In healthcare, an increased focus on research and development (R&D) over sales and promotion is driving the development of new drugs and medical devices. Some companies are benefiting from this trend by connecting pharmaceutical and medical device companies with doctors through digital platforms, providing targeted marketing and access to medical information, clinical guidelines and diagnostic tools.
We also see a fragmentation in consumer demand between high-quality luxury and value-for-money products. In response, select companies, notably in areas like sports products, are capturing this barbell spending phenomenon by acquiring higher-end foreign brands to help complement the lower-end names in their existing portfolios.
Elsewhere, China has many attractive businesses operating in largely stable segments, such as breweries. The robust brands and healthy market shares of such enterprises provide pricing power and the opportunity for premiumisation. Adaptive companies in other areas like home appliances and white goods manufacturers ‒ some of which are also direct beneficiaries of fiscal support ‒ also look well positioned to gain from a rise in overall consumption levels.
A further development is the growth of experienced-based consumption. For example, the strong intellectual property and longevity of companies offering online or mobile games should continue to provide solid revenue growth.
The demographic shifts and a growing proportion of elderly individuals is reshaping the opportunity set as behaviours and spending patterns change. As a result, we see strong prospects in life insurance, given the low penetration rates across China and other Asia Pacific markets.
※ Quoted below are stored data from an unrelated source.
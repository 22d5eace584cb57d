//! # keydeck-protocol
//!
//! Pure, stateless transformation between protocol messages and JSON text.
//! Nothing here performs I/O.
//!
//! - [`events`]: the closed set of inbound [`EventKind`]s and their payloads
//! - [`commands`]: outbound [`Command`]s with their fixed payload shapes
//! - [`codec`]: [`encode`], [`encode_registration`] and [`decode`]
//!
//! Payloads of inbound events stay raw until a handler asks for them, so
//! events nobody listens to are never fully deserialized.

#![deny(unsafe_code)]

pub mod codec;
pub mod commands;
pub mod errors;
pub mod events;

pub use codec::{Decoded, InboundEvent, decode, encode, encode_registration};
pub use commands::{Command, CommandKind, Target};
pub use errors::CodecError;
pub use events::{
    AppearancePayload, ApplicationPayload, Coordinates, DeviceInfo, EventKind,
    GlobalSettingsPayload, KeyPayload, SettingsPayload, TitleParameters, TitleParametersPayload,
};
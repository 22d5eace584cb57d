//! In-memory log capture for tests.
//!
//! Events remember the fields of every span they were emitted in, so a log
//! line written by a handler running under [`instance_span`](super::instance_span)
//! can be attributed to its context without the handler repeating it.

use std::fmt;
use std::sync::Arc;

use parking_lot::Mutex;
use tracing::field::{Field, Visit};
use tracing::level_filters::LevelFilter;
use tracing::span::{Attributes, Id};
use tracing::{Event, Level, Subscriber};
use tracing_subscriber::Layer;
use tracing_subscriber::layer::{Context, SubscriberExt};
use tracing_subscriber::registry::LookupSpan;
use tracing_subscriber::util::SubscriberInitExt;

/// One captured event.
#[derive(Clone, Debug)]
pub struct CapturedEvent {
    /// Level it was emitted at.
    pub level: Level,
    /// Formatted message.
    pub message: String,
    /// Fields on the event itself.
    pub fields: Vec<(String, String)>,
    /// Fields inherited from enclosing spans, innermost first.
    pub scope: Vec<(String, String)>,
}

impl CapturedEvent {
    /// A field from the event, falling back to the enclosing spans.
    pub fn field(&self, name: &str) -> Option<&str> {
        self.fields
            .iter()
            .chain(&self.scope)
            .find(|(k, _)| k == name)
            .map(|(_, v)| v.as_str())
    }

    /// The action context the event belongs to, if any.
    pub fn context(&self) -> Option<&str> {
        self.field("context")
    }
}

/// Handle onto everything captured since [`capture_logs`].
#[derive(Clone, Default)]
pub struct CapturedLogs {
    events: Arc<Mutex<Vec<CapturedEvent>>>,
    spans: Arc<Mutex<Vec<String>>>,
}

impl CapturedLogs {
    /// Snapshot of all events.
    pub fn events(&self) -> Vec<CapturedEvent> {
        self.events.lock().clone()
    }

    /// Events attributed to one action context.
    pub fn for_context(&self, context: &str) -> Vec<CapturedEvent> {
        self.events
            .lock()
            .iter()
            .filter(|e| e.context() == Some(context))
            .cloned()
            .collect()
    }

    /// Whether any message contains `needle`.
    pub fn has_message(&self, needle: &str) -> bool {
        self.count_matching(needle) > 0
    }

    /// Whether any message at `level` contains `needle`.
    pub fn has_event(&self, level: Level, needle: &str) -> bool {
        self.events
            .lock()
            .iter()
            .any(|e| e.level == level && e.message.contains(needle))
    }

    /// Whether a span named `name` was opened.
    pub fn has_span(&self, name: &str) -> bool {
        self.spans.lock().iter().any(|s| s == name)
    }

    /// Number of events at `level`.
    pub fn count_at_level(&self, level: Level) -> usize {
        self.events.lock().iter().filter(|e| e.level == level).count()
    }

    /// Number of messages containing `needle`.
    pub fn count_matching(&self, needle: &str) -> usize {
        self.events
            .lock()
            .iter()
            .filter(|e| e.message.contains(needle))
            .count()
    }

    /// Forget everything captured so far.
    pub fn clear(&self) {
        self.events.lock().clear();
        self.spans.lock().clear();
    }
}

#[derive(Default)]
struct Recorded {
    message: String,
    fields: Vec<(String, String)>,
}

impl Visit for Recorded {
    fn record_str(&mut self, field: &Field, value: &str) {
        if field.name() == "message" {
            value.clone_into(&mut self.message);
        } else {
            self.fields.push((field.name().to_owned(), value.to_owned()));
        }
    }

    fn record_debug(&mut self, field: &Field, value: &dyn fmt::Debug) {
        let rendered = format!("{value:?}");
        if field.name() == "message" {
            self.message = rendered;
        } else {
            self.fields.push((field.name().to_owned(), rendered));
        }
    }
}

/// Span fields, stored in the registry's span extensions.
struct SpanFields(Vec<(String, String)>);

struct CaptureLayer {
    logs: CapturedLogs,
}

impl<S> Layer<S> for CaptureLayer
where
    S: Subscriber + for<'a> LookupSpan<'a>,
{
    fn on_new_span(&self, attrs: &Attributes<'_>, id: &Id, ctx: Context<'_, S>) {
        let mut recorded = Recorded::default();
        attrs.record(&mut recorded);
        if let Some(span) = ctx.span(id) {
            span.extensions_mut().insert(SpanFields(recorded.fields));
        }
        self.logs.spans.lock().push(attrs.metadata().name().to_owned());
    }

    fn on_event(&self, event: &Event<'_>, ctx: Context<'_, S>) {
        let mut recorded = Recorded::default();
        event.record(&mut recorded);

        let mut scope = Vec::new();
        if let Some(spans) = ctx.event_scope(event) {
            for span in spans {
                if let Some(SpanFields(fields)) = span.extensions().get::<SpanFields>() {
                    scope.extend(fields.iter().cloned());
                }
            }
        }

        self.logs.events.lock().push(CapturedEvent {
            level: *event.metadata().level(),
            message: recorded.message,
            fields: recorded.fields,
            scope,
        });
    }
}

/// Capture every event on the current thread until the guard drops.
///
/// Uses `set_default`, so logs from tasks spawned onto other worker threads
/// are missed. Async tests should stay on the current-thread runtime.
pub fn capture_logs() -> (CapturedLogs, tracing::subscriber::DefaultGuard) {
    let logs = CapturedLogs::default();
    let guard = tracing_subscriber::registry()
        .with(CaptureLayer { logs: logs.clone() })
        .with(LevelFilter::TRACE)
        .set_default();
    (logs, guard)
}
//! # keydeck-core
//!
//! Foundation types shared by every keydeck crate:
//!
//! - **Opaque IDs**: `ContextId`, `ActionUuid`, `DeviceId`, `PluginUuid` as
//!   newtypes over the strings the host application hands out
//! - **Registration**: `RegistrationParameters` supplied at process start, plus
//!   a typed view of the host's `info` blob
//! - **Logging**: `tracing` subscriber setup and in-memory capture for tests

#![deny(unsafe_code)]

pub mod ids;
pub mod logging;
pub mod registration;

pub use ids::{ActionUuid, ContextId, DeviceId, PluginUuid};
pub use registration::{RegistrationError, RegistrationInfo, RegistrationParameters};
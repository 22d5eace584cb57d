//! The WebSocket session with the host.
//!
//! One [`Connection`] is one session: it registers, runs a receive loop that
//! decodes frames and fans recognized events out to listeners, and funnels
//! every outbound command through a single writer task. A session that ends
//! (cleanly or not) is never reopened; build a new `Connection` instead.
//!
//! Listeners are called synchronously on the receive loop and must hand any
//! real work off (the router does this through the
//! [`Dispatcher`](crate::Dispatcher)), so a slow handler never delays the
//! next frame.

mod state;

use std::sync::Arc;

use async_trait::async_trait;
use futures::stream::{SplitSink, SplitStream};
use futures::{SinkExt, StreamExt};
use keydeck_core::RegistrationParameters;
use keydeck_protocol::{Command, Decoded, InboundEvent, decode, encode, encode_registration};
use keydeck_settings::ConnectionSettings;
use parking_lot::{Mutex, RwLock};
use tokio::net::TcpStream;
use tokio::sync::{broadcast, mpsc, oneshot, watch};
use tokio::task::JoinHandle;
use tokio_tungstenite::tungstenite::Message;
use tokio_tungstenite::{MaybeTlsStream, WebSocketStream, connect_async};
use tracing::{debug, info, trace, warn};

use crate::errors::ConnectionError;
use crate::sink::CommandSink;

pub use state::ConnectionState;

type WsStream = WebSocketStream<MaybeTlsStream<TcpStream>>;
type WsSink = SplitSink<WsStream, Message>;
type WsSource = SplitStream<WsStream>;

/// Receives every recognized inbound event, in arrival order.
///
/// Runs on the receive loop: implementations must return quickly and must
/// not await anything.
pub trait EventListener: Send + Sync {
    /// Handle one event.
    fn on_event(&self, event: &InboundEvent);
}

impl<F> EventListener for F
where
    F: Fn(&InboundEvent) + Send + Sync,
{
    fn on_event(&self, event: &InboundEvent) {
        self(event);
    }
}

enum Outbound {
    Frame {
        text: String,
        ack: oneshot::Sender<Result<(), ConnectionError>>,
    },
    Close {
        ack: oneshot::Sender<()>,
    },
}

struct Inner {
    params: RegistrationParameters,
    settings: ConnectionSettings,
    state: watch::Sender<ConnectionState>,
    writer: Mutex<Option<mpsc::Sender<Outbound>>>,
    listeners: RwLock<Vec<Arc<dyn EventListener>>>,
    events: broadcast::Sender<InboundEvent>,
    tasks: Mutex<Vec<JoinHandle<()>>>,
}

impl Inner {
    fn current(&self) -> ConnectionState {
        *self.state.borrow()
    }

    fn transition(&self, next: ConnectionState) -> bool {
        let mut from = None;
        let changed = self.state.send_if_modified(|current| {
            if current.can_transition_to(next) {
                from = Some(*current);
                *current = next;
                true
            } else {
                false
            }
        });
        if let Some(from) = from {
            debug!(%from, to = %next, "connection state changed");
        }
        changed
    }

    fn fault(&self, reason: &str) {
        if self.transition(ConnectionState::Faulted) {
            warn!(reason, "connection faulted");
        }
        drop(self.writer.lock().take());
    }

    fn handle_frame(&self, text: &str) {
        match decode(text) {
            Ok(Decoded::Event(event)) => {
                trace!(
                    event = %event.kind,
                    context = event.context.as_ref().map_or("", |c| c.as_str()),
                    "event received"
                );
                let listeners = self.listeners.read().clone();
                for listener in &listeners {
                    listener.on_event(&event);
                }
                // no subscribers is fine
                let _ = self.events.send(event);
            }
            Ok(Decoded::Unrecognized(name)) => {
                debug!(event = %name, "ignoring unrecognized event");
            }
            Err(e) => {
                warn!(error = %e, "discarding undecodable frame");
            }
        }
    }
}

/// A single WebSocket session with the host.
///
/// Cheap to clone; clones share the session.
#[derive(Clone)]
pub struct Connection {
    inner: Arc<Inner>,
}

impl Connection {
    /// Create an idle session for the given startup parameters.
    pub fn new(params: RegistrationParameters, settings: ConnectionSettings) -> Self {
        let (state, _) = watch::channel(ConnectionState::Idle);
        let (events, _) = broadcast::channel(settings.event_channel_capacity.max(1));
        Self {
            inner: Arc::new(Inner {
                params,
                settings,
                state,
                writer: Mutex::new(None),
                listeners: RwLock::new(Vec::new()),
                events,
                tasks: Mutex::new(Vec::new()),
            }),
        }
    }

    /// Current lifecycle state.
    pub fn state(&self) -> ConnectionState {
        self.inner.current()
    }

    /// The parameters this session registers with.
    pub fn params(&self) -> &RegistrationParameters {
        &self.inner.params
    }

    /// `ws://{host}:{port}/`.
    pub fn url(&self) -> String {
        format!(
            "ws://{}:{}/",
            self.inner.settings.host, self.inner.params.port
        )
    }

    /// Register a listener. Listeners added after `connect()` only see
    /// events that arrive after they were added.
    pub fn add_listener(&self, listener: Arc<dyn EventListener>) {
        self.inner.listeners.write().push(listener);
    }

    /// Receive every recognized event on a broadcast channel.
    ///
    /// A subscriber that falls behind loses the oldest events
    /// (`RecvError::Lagged`); the receive loop is never held up.
    pub fn subscribe(&self) -> broadcast::Receiver<InboundEvent> {
        self.inner.events.subscribe()
    }

    /// Watch lifecycle transitions.
    pub fn state_changes(&self) -> watch::Receiver<ConnectionState> {
        self.inner.state.subscribe()
    }

    /// Open the socket, send the registration frame and start the
    /// receive loop and writer.
    ///
    /// The registration frame is always the first frame on the wire.
    pub async fn connect(&self) -> Result<(), ConnectionError> {
        self.inner.params.validate()?;
        if !self.inner.transition(ConnectionState::Connecting) {
            return Err(ConnectionError::AlreadyStarted(self.state()));
        }
        if let Err(e) = self.open().await {
            self.inner.fault("connect failed");
            return Err(e);
        }
        Ok(())
    }

    async fn open(&self) -> Result<(), ConnectionError> {
        let url = self.url();
        let timeout = self.inner.settings.connect_timeout();
        info!(%url, "connecting to host");

        let (ws, _response) = tokio::time::timeout(timeout, connect_async(url.as_str()))
            .await
            .map_err(|_| ConnectionError::ConnectTimeout(timeout))??;
        let (mut sink, source) = ws.split();

        let params = &self.inner.params;
        let registration = encode_registration(&params.register_event, &params.plugin_uuid)?;
        sink.send(Message::Text(registration.into())).await?;

        let (tx, rx) = mpsc::channel(self.inner.settings.send_queue_capacity.max(1));
        *self.inner.writer.lock() = Some(tx);

        if !self.inner.transition(ConnectionState::Open) {
            return Err(ConnectionError::NotOpen(self.state()));
        }
        info!(plugin_uuid = %params.plugin_uuid, "registered with host");

        let writer = tokio::spawn(write_loop(Arc::clone(&self.inner), sink, rx));
        let reader = tokio::spawn(read_loop(Arc::clone(&self.inner), source));
        self.inner.tasks.lock().extend([writer, reader]);
        Ok(())
    }

    /// Encode and write one command.
    ///
    /// Writes go through a single writer task; concurrent callers queue in
    /// FIFO order and each waits until its own frame has been written.
    pub async fn send(&self, command: Command) -> Result<(), ConnectionError> {
        let state = self.state();
        if state != ConnectionState::Open {
            return Err(ConnectionError::NotOpen(state));
        }
        let text = encode(&command)?;
        let writer = self
            .inner
            .writer
            .lock()
            .clone()
            .ok_or_else(|| ConnectionError::NotOpen(self.state()))?;

        trace!(command = %command.kind(), "sending command");
        let (ack, done) = oneshot::channel();
        writer
            .send(Outbound::Frame { text, ack })
            .await
            .map_err(|_| ConnectionError::WriterClosed)?;
        done.await.map_err(|_| ConnectionError::WriterClosed)?
    }

    /// Close the session: refuse new sends, flush queued frames, perform the
    /// close handshake within the configured timeout, then mark `Closed`.
    ///
    /// Idempotent once the session is terminal.
    pub async fn disconnect(&self) -> Result<(), ConnectionError> {
        let state = self.state();
        match state {
            ConnectionState::Closed | ConnectionState::Faulted => return Ok(()),
            ConnectionState::Idle => {
                let _ = self.inner.transition(ConnectionState::Closed);
                return Ok(());
            }
            ConnectionState::Connecting | ConnectionState::Closing => {
                return Err(ConnectionError::NotOpen(state));
            }
            ConnectionState::Open => {}
        }
        if !self.inner.transition(ConnectionState::Closing) {
            return Ok(());
        }
        info!("disconnecting from host");

        let writer = self.inner.writer.lock().take();
        let handles = std::mem::take(&mut *self.inner.tasks.lock());
        let aborts: Vec<_> = handles.iter().map(JoinHandle::abort_handle).collect();

        let close = async move {
            if let Some(writer) = writer {
                let (ack, done) = oneshot::channel();
                if writer.send(Outbound::Close { ack }).await.is_ok() {
                    let _ = done.await;
                }
            }
            let _ = futures::future::join_all(handles).await;
        };

        let timeout = self.inner.settings.close_timeout();
        if tokio::time::timeout(timeout, close).await.is_err() {
            warn!(?timeout, "close handshake timed out, aborting session tasks");
            for abort in aborts {
                abort.abort();
            }
        }

        let _ = self.inner.transition(ConnectionState::Closed);
        Ok(())
    }

    /// Resolve once the session reaches `Closed` or `Faulted`.
    pub async fn wait_terminal(&self) -> ConnectionState {
        let mut rx = self.inner.state.subscribe();
        match rx.wait_for(|s| s.is_terminal()).await {
            Ok(state) => *state,
            Err(_) => self.state(),
        }
    }
}
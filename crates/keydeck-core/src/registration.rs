//! Startup registration parameters.
//!
//! The host launches the plugin with four values: the WebSocket port, the
//! plugin's UUID, the name of the registration event, and a JSON `info` blob
//! describing the host and attached devices. They are parsed once and owned
//! for the lifetime of the process.

use std::collections::BTreeMap;

use serde::{Deserialize, Serialize};
use serde_json::Value;
use thiserror::Error;

use crate::ids::{DeviceId, PluginUuid};

/// Errors raised while validating registration parameters.
#[derive(Debug, Error)]
pub enum RegistrationError {
    /// The port was zero.
    #[error("registration port must be non-zero")]
    InvalidPort,
    /// A required string parameter was empty.
    #[error("registration parameter '{0}' must not be empty")]
    Empty(&'static str),
    /// The `info` blob was not valid JSON.
    #[error("registration info is not valid JSON: {0}")]
    InvalidInfo(#[from] serde_json::Error),
}

/// Parameters supplied by the host at process start.
#[derive(Clone, Debug, PartialEq, Serialize, Deserialize)]
#[serde(rename_all = "camelCase")]
pub struct RegistrationParameters {
    /// Local WebSocket port the host listens on.
    pub port: u16,
    /// UUID the plugin registers under.
    #[serde(rename = "pluginUUID")]
    pub plugin_uuid: PluginUuid,
    /// Event name of the registration frame (e.g. `registerPlugin`).
    pub register_event: String,
    /// Opaque host/device description.
    #[serde(default)]
    pub info: Value,
}

impl RegistrationParameters {
    /// Build and validate a parameter set.
    pub fn new(
        port: u16,
        plugin_uuid: impl Into<PluginUuid>,
        register_event: impl Into<String>,
        info: Value,
    ) -> Result<Self, RegistrationError> {
        let params = Self {
            port,
            plugin_uuid: plugin_uuid.into(),
            register_event: register_event.into(),
            info,
        };
        params.validate()?;
        Ok(params)
    }

    /// Build from the raw `info` string passed on the command line.
    pub fn from_raw_info(
        port: u16,
        plugin_uuid: impl Into<PluginUuid>,
        register_event: impl Into<String>,
        raw_info: &str,
    ) -> Result<Self, RegistrationError> {
        let info = if raw_info.trim().is_empty() {
            Value::Object(serde_json::Map::new())
        } else {
            serde_json::from_str(raw_info)?
        };
        Self::new(port, plugin_uuid, register_event, info)
    }

    /// Check the invariants the connection relies on.
    pub fn validate(&self) -> Result<(), RegistrationError> {
        if self.port == 0 {
            return Err(RegistrationError::InvalidPort);
        }
        if self.plugin_uuid.is_empty() {
            return Err(RegistrationError::Empty("pluginUUID"));
        }
        if self.register_event.is_empty() {
            return Err(RegistrationError::Empty("registerEvent"));
        }
        Ok(())
    }

    /// Typed view of `info`. Unknown or missing fields fall back to defaults.
    pub fn info(&self) -> RegistrationInfo {
        serde_json::from_value(self.info.clone()).unwrap_or_default()
    }
}

/// Typed view of the host's `info` blob.
#[derive(Clone, Debug, Default, PartialEq, Serialize, Deserialize)]
#[serde(rename_all = "camelCase", default)]
pub struct RegistrationInfo {
    /// Host application details.
    pub application: ApplicationInfo,
    /// The plugin as the host sees it.
    pub plugin: PluginInfo,
    /// Devices attached at launch.
    pub devices: Vec<DeviceEntry>,
    /// Pixel ratio of the main display.
    pub device_pixel_ratio: u32,
    /// Theme colors keyed by name.
    pub colors: BTreeMap<String, String>,
}

/// Host application details.
#[derive(Clone, Debug, Default, PartialEq, Serialize, Deserialize)]
#[serde(rename_all = "camelCase", default)]
pub struct ApplicationInfo {
    /// UI language code.
    pub language: String,
    /// `mac` or `windows`.
    pub platform: String,
    /// Operating system version.
    pub platform_version: String,
    /// Host application version.
    pub version: String,
}

/// Plugin identity as reported by the host.
#[derive(Clone, Debug, Default, PartialEq, Serialize, Deserialize)]
#[serde(default)]
pub struct PluginInfo {
    /// Plugin UUID from the manifest.
    pub uuid: String,
    /// Plugin version from the manifest.
    pub version: String,
}

/// Key grid dimensions of a device.
#[derive(Clone, Copy, Debug, Default, PartialEq, Eq, Serialize, Deserialize)]
#[serde(default)]
pub struct DeviceSize {
    /// Number of key columns.
    pub columns: u32,
    /// Number of key rows.
    pub rows: u32,
}

/// One device entry in `info.devices`.
#[derive(Clone, Debug, PartialEq, Serialize, Deserialize)]
pub struct DeviceEntry {
    /// Device identifier.
    pub id: DeviceId,
    /// User-visible device name.
    #[serde(default)]
    pub name: String,
    /// Key grid.
    #[serde(default)]
    pub size: DeviceSize,
    /// Numeric device model.
    #[serde(rename = "type", default)]
    pub device_type: u8,
}
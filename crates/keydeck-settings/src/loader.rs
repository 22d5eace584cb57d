//! Layered settings: compiled defaults, then an optional JSON file, then
//! `KEYDECK_*` environment variables, then [`KeydeckSettings::validate`].
//!
//! The file only needs the keys it changes. `null` means "keep the default";
//! arrays replace rather than append.

use std::ops::RangeInclusive;
use std::path::Path;
use std::str::FromStr;

use serde_json::Value;
use tracing::{debug, warn};

use crate::errors::{Result, SettingsError};
use crate::types::KeydeckSettings;

/// Load settings from an optional file, then apply env overrides.
pub fn load_settings(path: Option<&Path>) -> Result<KeydeckSettings> {
    match path {
        Some(path) => load_settings_from_path(path),
        None => {
            let mut settings = KeydeckSettings::default();
            apply_env_overrides(&mut settings);
            settings.validate()?;
            Ok(settings)
        }
    }
}

/// Load `path` over the defaults, then apply the environment.
///
/// A missing file is not an error; an unreadable or malformed one is.
pub fn load_settings_from_path(path: &Path) -> Result<KeydeckSettings> {
    let defaults = serde_json::to_value(KeydeckSettings::default())?;

    let merged = if path.exists() {
        debug!(path = %path.display(), "reading settings file");
        let content = std::fs::read_to_string(path).map_err(|source| SettingsError::Read {
            path: path.to_path_buf(),
            source,
        })?;
        let user: Value = serde_json::from_str(&content).map_err(|source| SettingsError::Parse {
            path: path.to_path_buf(),
            source,
        })?;
        deep_merge(defaults, user)
    } else {
        debug!(path = %path.display(), "no settings file, using defaults");
        defaults
    };

    let mut settings: KeydeckSettings = serde_json::from_value(merged)?;
    apply_env_overrides(&mut settings);
    settings.validate()?;
    Ok(settings)
}

/// Overlay `overlay` onto `base`, recursing into objects and skipping nulls.
pub fn deep_merge(base: Value, overlay: Value) -> Value {
    match (base, overlay) {
        (Value::Object(mut base), Value::Object(overlay)) => {
            for (key, value) in overlay.into_iter().filter(|(_, v)| !v.is_null()) {
                let value = match base.remove(&key) {
                    Some(existing) => deep_merge(existing, value),
                    None => value,
                };
                let _ = base.insert(key, value);
            }
            Value::Object(base)
        }
        (_, overlay) => overlay,
    }
}

/// Apply overrides from the process environment.
pub fn apply_env_overrides(settings: &mut KeydeckSettings) {
    apply_overrides(settings, |key| std::env::var(key).ok());
}

/// Apply overrides from any key lookup. Bad values are logged and skipped.
pub fn apply_overrides(settings: &mut KeydeckSettings, lookup: impl Fn(&str) -> Option<String>) {
    let env = EnvReader { lookup };

    if let Some(v) = env.string("KEYDECK_HOST") {
        settings.connection.host = v;
    }
    if let Some(v) = env.number("KEYDECK_CONNECT_TIMEOUT_MS", 100..=600_000) {
        settings.connection.connect_timeout_ms = v;
    }
    if let Some(v) = env.number("KEYDECK_CLOSE_TIMEOUT_MS", 10..=60_000) {
        settings.connection.close_timeout_ms = v;
    }
    if let Some(v) = env.number("KEYDECK_SEND_QUEUE", 1..=65_536) {
        settings.connection.send_queue_capacity = v;
    }
    if let Some(v) = env.number("KEYDECK_EVENT_CHANNEL", 1..=65_536) {
        settings.connection.event_channel_capacity = v;
    }
    if let Some(v) = env.number("KEYDECK_DRAIN_TIMEOUT_MS", 0..=600_000) {
        settings.dispatcher.drain_timeout_ms = v;
    }
    if let Some(v) = env.bool("KEYDECK_ALERT_ON_FAULT") {
        settings.dispatcher.alert_on_fault = v;
    }
    if let Some(v) = env.string("KEYDECK_LOG_LEVEL") {
        settings.logging.level = v;
    }
}

/// `true`/`1`/`yes`/`on` or `false`/`0`/`no`/`off`, any case.
pub fn parse_bool(val: &str) -> Option<bool> {
    match val.trim().to_ascii_lowercase().as_str() {
        "true" | "1" | "yes" | "on" => Some(true),
        "false" | "0" | "no" | "off" => Some(false),
        _ => None,
    }
}

/// Parse a number and accept it only inside `range`.
pub fn parse_in_range<T>(val: &str, range: RangeInclusive<T>) -> Option<T>
where
    T: FromStr + PartialOrd,
{
    val.trim().parse().ok().filter(|n| range.contains(n))
}

struct EnvReader<F> {
    lookup: F,
}

impl<F: Fn(&str) -> Option<String>> EnvReader<F> {
    fn string(&self, key: &str) -> Option<String> {
        (self.lookup)(key).filter(|v| !v.is_empty())
    }

    fn bool(&self, key: &str) -> Option<bool> {
        let raw = (self.lookup)(key)?;
        let parsed = parse_bool(&raw);
        if parsed.is_none() {
            warn!(key, value = %raw, "ignoring override: expected a boolean");
        }
        parsed
    }

    fn number<T>(&self, key: &str, range: RangeInclusive<T>) -> Option<T>
    where
        T: FromStr + PartialOrd + std::fmt::Display,
    {
        let raw = (self.lookup)(key)?;
        let (min, max) = (range.start().to_string(), range.end().to_string());
        let parsed = parse_in_range(&raw, range);
        if parsed.is_none() {
            warn!(key, value = %raw, %min, %max, "ignoring override: out of range");
        }
        parsed
    }
}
Another key factor is firms that can grow their businesses outside of China with the strengths they have established with domestic consumers. When we look at some of China’s neighbouring countries, such as Japan and Korea, experience shows that firms that have survived challenging domestic markets can generally thrive overseas. This could be through exceptional technology, respected brand names or consistent product quality that has helped them generate sustainable and long-term returns for investors.
An eye on growth drivers
China is undoubtedly going through a cyclical downturn, with company profit margins at multi-decade lows. However, we believe that the balance sheets of Chinese consumers are healthy. When there is a positive shift in sentiment and confidence, we believe this huge amount of accumulated savings will likely be unleashed.
China is also the second-largest global economy, with a tremendous entrepreneurial spirit. Over the past few decades, the country has generated vast wealth and created entire supply chains with quality products and high service levels. These companies can meet the demands of Chinese and overseas consumers – at an attractive cost level.
Given these factors, we believe that the fundamentals of corporate China and consumers remain healthy compared to other markets. There have been regulatory headwinds in recent years and concerns over geopolitical risks. However, China has shown its willingness to adjust policy accordingly, and while this introduces increased uncertainty for exporters, it could potentially drive more fiscal policies to support domestic consumption.
Overall, we believe the aggregate earnings growth outlook for corporates exposed to China’s evolving consumer-related growth drivers remains promising and has not yet been reflected in market returns.